Six people have been questioned in connection with a suspected pension fraud as part of a criminal investigation by The Pensions Regulator (TPR).
TPR believes that about 370 people have been persuaded to transfer around £18 million into eight pension schemes at the centre of the case.
There is evidence that members’ funds have been passed on to companies connected to the suspects in this investigation.
TPR opened a case after a number of legitimate schemes received requests from members to transfer their savings into suspicious schemes and reported it to TPR.
On 11 December warrants were executed at two residential addresses in Essex in a TPR-led joint operation with Essex Police. A business address was also searched. Four people – three men and one woman – were interviewed under caution and a further two men were arrested and questioned, all on suspicion of fraud offences. They were released while the investigation continues.
As part of the same investigation, on 10 December TPR’s Determinations Panel suspended nine people from acting as trustees for a period of 12 months, and appointed an independent trustee to the eight schemes at the centre of the investigation.
Nicola Parish, TPR’s Executive Director of Frontline Regulation, said: “The legitimate schemes in this case did the right thing by raising their concerns with us and stopping their members transferring out and potentially losing their life savings in what we believe to be scams.

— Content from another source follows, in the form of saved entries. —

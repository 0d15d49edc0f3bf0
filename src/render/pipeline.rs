use std::panic::{catch_unwind, AssertUnwindSafe};
use std::sync::atomic::{AtomicI32, AtomicU32, Ordering};

use glam::{Mat3, Mat4, Vec2, Vec3};
use log::{debug, info, warn};

use crate::scene::{GroupDescription, PrimitiveKind, SceneDescription};

use super::{assembly, rasterizer, resolve, shading, vertex};
use super::{FragmentBuffer, Primitive, RenderConfig, RenderError, TextureId, VertexOut};

/// Device-resident diffuse texture: tightly packed 8-bit RGB.
pub(crate) struct Texture {
    pub(crate) pixels: Vec<u8>,
    pub(crate) width: u32,
    pub(crate) height: u32,
}

/// Device-resident geometry for one primitive group, plus its per-frame
/// vertex scratch. Immutable after upload except for `vertex_out`.
pub(crate) struct DeviceGroup {
    pub(crate) kind: PrimitiveKind,
    pub(crate) indices: Vec<u16>,
    pub(crate) positions: Vec<Vec3>,
    pub(crate) normals: Option<Vec<Vec3>>,
    pub(crate) texcoords: Option<Vec<Vec2>>,
    pub(crate) texture: Option<TextureId>,
    pub(crate) tex_width: u32,
    pub(crate) tex_height: u32,
    pub(crate) model: Mat4,
    /// Inverse-transpose of the model's upper-left 3x3, fixed at upload.
    pub(crate) normal_model: Mat3,
    pub(crate) vertex_out: Vec<VertexOut>,
    pub(crate) primitive_count: usize,
}

/// The rasterization pipeline: owns every device buffer and runs the
/// per-frame dispatch sequence (vertex transform, primitive assembly,
/// rasterization, fragment shading, resolve).
///
/// Internal buffers are sized to the supersampled resolution and reused
/// across frames; `Drop` releases everything.
pub struct Pipeline {
    pub(crate) config: RenderConfig,
    pub(crate) out_width: usize,
    pub(crate) out_height: usize,
    /// Supersampled dimensions.
    pub(crate) width: usize,
    pub(crate) height: usize,
    pub(crate) groups: Vec<DeviceGroup>,
    pub(crate) textures: Vec<Texture>,
    pub(crate) primitives: Vec<Primitive>,
    pub(crate) depth: Vec<AtomicI32>,
    pub(crate) mutex: Vec<AtomicU32>,
    pub(crate) fragments: FragmentBuffer,
    pub(crate) framebuffer: Vec<Vec3>,
}

impl Pipeline {
    /// Allocates a pipeline rendering `width x height` output pixels.
    pub fn new(width: usize, height: usize, config: RenderConfig) -> Result<Self, RenderError> {
        let mut pipeline = Self {
            config,
            out_width: 0,
            out_height: 0,
            width: 0,
            height: 0,
            groups: Vec::new(),
            textures: Vec::new(),
            primitives: Vec::new(),
            depth: Vec::new(),
            mutex: Vec::new(),
            fragments: FragmentBuffer::default(),
            framebuffer: Vec::new(),
        };
        pipeline.resize(width, height)?;
        Ok(pipeline)
    }

    pub fn output_width(&self) -> usize {
        self.out_width
    }

    pub fn output_height(&self) -> usize {
        self.out_height
    }

    pub fn config(&self) -> &RenderConfig {
        &self.config
    }

    /// Swaps the configuration, reallocating the per-pixel buffers when the
    /// supersampling factor changed.
    pub fn set_config(&mut self, config: RenderConfig) -> Result<(), RenderError> {
        let realloc = config.supersampling != self.config.supersampling;
        self.config = config;
        if realloc {
            let (width, height) = (self.out_width, self.out_height);
            self.resize(width, height)?;
        }
        Ok(())
    }

    /// Reallocates the per-pixel buffers for a new output resolution.
    /// Calling with the current dimensions is a no-op.
    pub fn resize(&mut self, width: usize, height: usize) -> Result<(), RenderError> {
        let factor = self.config.supersampling.factor();
        let ss_width = width * factor;
        let ss_height = height * factor;
        if self.out_width == width
            && self.out_height == height
            && self.width == ss_width
            && self.height == ss_height
        {
            return Ok(());
        }

        let len = ss_width * ss_height;
        self.depth = alloc_with("depth buffer", len, || AtomicI32::new(i32::MAX))?;
        self.mutex = alloc_with("mutex buffer", len, || AtomicU32::new(0))?;
        self.fragments = FragmentBuffer::with_len(len).map_err(|_| {
            RenderError::AllocationFailure {
                stage: "fragment buffer",
                bytes: len * std::mem::size_of::<super::Fragment>(),
            }
        })?;
        self.framebuffer = alloc_with("framebuffer", len, || Vec3::ZERO)?;

        self.out_width = width;
        self.out_height = height;
        self.width = ss_width;
        self.height = ss_height;
        debug!("pipeline buffers sized to {ss_width}x{ss_height} ({width}x{height} output)");
        Ok(())
    }

    /// Validates and uploads a scene, replacing any previous one. Returns
    /// the number of device groups created. With
    /// `config.tolerate_invalid_groups`, bad groups are skipped with a
    /// warning instead of failing the upload.
    pub fn upload_scene(&mut self, scene: &SceneDescription) -> Result<usize, RenderError> {
        self.clear_scene();

        let mut skipped = 0usize;
        for (gid, group) in scene.groups.iter().enumerate() {
            match self.upload_group(gid, group) {
                Ok(()) => {}
                Err(err @ RenderError::InvalidScene { .. })
                    if self.config.tolerate_invalid_groups =>
                {
                    warn!("skipping scene group {gid}: {err}");
                    skipped += 1;
                }
                Err(err) => return Err(err),
            }
        }

        let total: usize = self.groups.iter().map(|g| g.primitive_count).sum();
        self.primitives = alloc_with("primitive buffer", total, Primitive::default)?;

        info!(
            "uploaded scene: {} groups ({} skipped), {} triangles, {} textures",
            self.groups.len(),
            skipped,
            total,
            self.textures.len()
        );
        Ok(self.groups.len())
    }

    fn upload_group(&mut self, gid: usize, desc: &GroupDescription) -> Result<(), RenderError> {
        if let Err(reason) = desc.validate() {
            return Err(RenderError::InvalidScene { group: gid, reason });
        }
        debug!(
            "group {gid}: {} with {} triangles over {} vertices",
            desc.kind.name(),
            desc.triangle_count(),
            desc.positions.len()
        );

        let (texture, tex_width, tex_height) = match &desc.texture {
            Some(texture) => {
                let id = self.textures.len() as TextureId;
                self.textures.push(Texture {
                    pixels: copy_buffer("texture upload", &texture.pixels)?,
                    width: texture.width,
                    height: texture.height,
                });
                (Some(id), texture.width, texture.height)
            }
            None => (None, 0, 0),
        };

        let vertex_out = alloc_with("vertex scratch", desc.positions.len(), VertexOut::default)?;
        let normals = match &desc.normals {
            Some(normals) => Some(copy_buffer("normal upload", normals)?),
            None => None,
        };
        let texcoords = match &desc.texcoords {
            Some(texcoords) => Some(copy_buffer("texcoord upload", texcoords)?),
            None => None,
        };

        self.groups.push(DeviceGroup {
            kind: desc.kind,
            primitive_count: desc.triangle_count(),
            indices: copy_buffer("index upload", &desc.indices)?,
            positions: copy_buffer("position upload", &desc.positions)?,
            normals,
            texcoords,
            texture,
            tex_width,
            tex_height,
            model: desc.model,
            normal_model: Mat3::from_mat4(desc.model).inverse().transpose(),
            vertex_out,
        });
        Ok(())
    }

    /// Releases the device-resident scene; per-pixel buffers stay allocated.
    pub fn clear_scene(&mut self) {
        self.groups.clear();
        self.textures.clear();
        self.primitives.clear();
    }

    /// Renders one frame into `output` (`width * height * 4` RGBA bytes,
    /// alpha always 0). `view_proj` and `view` are the camera matrices; the
    /// driver composes each group's model matrix into its MVP and MV, and
    /// the eye-space normal matrix from the group's precomputed one.
    ///
    /// A `DispatchFailure` discards the frame; the next call starts from
    /// freshly cleared buffers.
    pub fn rasterize(
        &mut self,
        output: &mut [u8],
        view_proj: Mat4,
        view: Mat4,
    ) -> Result<(), RenderError> {
        let expected = self.out_width * self.out_height * 4;
        if output.len() != expected {
            return Err(RenderError::OutputMismatch {
                expected,
                actual: output.len(),
            });
        }

        self.clear_frame();
        debug_assert_eq!(self.fragments.len(), self.width * self.height);

        let width = self.width;
        let height = self.height;
        let view_normal = Mat3::from_mat4(view).inverse().transpose();

        // Vertex transform then assembly, group by group; rayon's fork-join
        // returns are the barrier the assembly gather relies on. The begin
        // offset walks the flat primitive array across groups.
        let groups = &mut self.groups;
        let primitives = &mut self.primitives;
        dispatch("vertex transform and primitive assembly", || {
            let mut begin = 0usize;
            for group in groups.iter_mut() {
                let mvp = view_proj * group.model;
                let mv = view * group.model;
                let mv_normal = view_normal * group.normal_model;
                vertex::transform_group(group, mvp, mv, mv_normal, width, height);

                let end = begin + group.primitive_count;
                assembly::assemble_group(&mut primitives[begin..end], group);
                begin = end;
            }
        })?;

        dispatch("rasterizer", || {
            rasterizer::rasterize_primitives(
                &self.primitives,
                &self.depth,
                &self.mutex,
                &self.fragments,
                width,
                height,
                &self.config,
            );
        })?;
        debug_assert!(self.mutex.iter().all(|m| m.load(Ordering::Relaxed) == 0));

        let fragments = self.fragments.as_slice();
        let framebuffer = &mut self.framebuffer;
        let textures = &self.textures;
        let config = &self.config;
        dispatch("fragment shader", || {
            shading::shade_fragments(framebuffer, fragments, textures, config);
        })?;

        let framebuffer = &self.framebuffer;
        let out_width = self.out_width;
        let out_height = self.out_height;
        let factor = self.config.supersampling.factor();
        dispatch("resolve", || {
            resolve::resolve_to_rgba(framebuffer, output, out_width, out_height, factor);
        })
    }

    /// Start-of-frame clears: fragments zeroed, depth to the far key, and
    /// the mutex buffer re-armed in case a discarded frame left locks held.
    fn clear_frame(&mut self) {
        for cell in self.depth.iter_mut() {
            *cell.get_mut() = i32::MAX;
        }
        for cell in self.mutex.iter_mut() {
            *cell.get_mut() = 0;
        }
        self.fragments.clear();
    }
}

/// Runs one dispatch, converting a kernel panic into a `DispatchFailure`
/// so the host can drop the frame and keep going.
fn dispatch(stage: &'static str, f: impl FnOnce()) -> Result<(), RenderError> {
    catch_unwind(AssertUnwindSafe(f)).map_err(|_| RenderError::DispatchFailure { stage })
}

fn alloc_with<T>(
    stage: &'static str,
    len: usize,
    fill: impl FnMut() -> T,
) -> Result<Vec<T>, RenderError> {
    let mut buffer = Vec::new();
    buffer.try_reserve_exact(len).map_err(|_| {
        RenderError::AllocationFailure {
            stage,
            bytes: len * std::mem::size_of::<T>(),
        }
    })?;
    buffer.resize_with(len, fill);
    Ok(buffer)
}

fn copy_buffer<T: Copy>(stage: &'static str, data: &[T]) -> Result<Vec<T>, RenderError> {
    let mut buffer = Vec::new();
    buffer.try_reserve_exact(data.len()).map_err(|_| {
        RenderError::AllocationFailure {
            stage,
            bytes: data.len() * std::mem::size_of::<T>(),
        }
    })?;
    buffer.extend_from_slice(data);
    Ok(buffer)
}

“If you are trying to transfer out of a pension scheme and your existing scheme is raising concerns you should listen to them. They are protecting your pension and any red flag warning signs should be taken very seriously.”
Anyone who is concerned about their savings in a pension scheme, or thinks they may have been the victim of a pension scam, should call Action Fraud on 0300 123 2040.
- The Determinations Panel (DP), a TPR committee that operates separately from other parts of the organisation, made an order under section 7(3) of the Pensions Act 1995 to appoint independent trustee firm Dalriada Trustees Limited to the eight schemes on the basis that this was necessary to secure the proper use of the scheme’s assets, to secure that the trustees have the necessary knowledge and skill, and otherwise to protect the interests of members.
- The DP also made orders under sections 8 and 9 of the 1995 Act, including that Dalriada should exercise powers to the exclusion of the existing trustees.
- The DP suspended nine individuals under section 4(1) of the Pensions Act 1995, pending consideration being given to the commencement of criminal proceedings against them.
- The DP acted under TPR’s special procedure, which allows orders to be made without prior notice to the individuals concerned, where this is necessary because of an immediate risk to the interests of members and scheme assets. The decision is subject to compulsory review, under section 97 of the Pensions Act 2004.
- The FCA and TPR are urging the public to be ScamSmart with their pension and always check who they’re dealing with. The regulators recommend four simple steps to protect yourself from pension scams:
- Reject unexpected pension offers whether made online, on social media or over the phone
- Check who you’re dealing with before changing your pension arrangements – check the FCA Register or call the FCA contact centre on 0800 111 6768 to see if the firm you are dealing with is authorised by the FCA
- Don’t be rushed or pressured into making any decision about your pension
- Consider getting impartial information and advice
If you think you’ve been a victim of a pension scam, report it. Visit fca.org.uk/scamsmart to find out more.
- TPR is the regulator of work-based pension schemes in the UK. Our statutory objectives are: to protect members’ benefits; to reduce the risk of calls on the Pension Protection Fund (PPF); to promote, and to improve understanding of, the good administration of work-based pension schemes; to maximise employer compliance with automatic enrolment duties; and to minimise any adverse impact on the sustainable growth of an employer (in relation to the exercise of TPR’s functions under Part 3 of the Pensions Act 2004 only).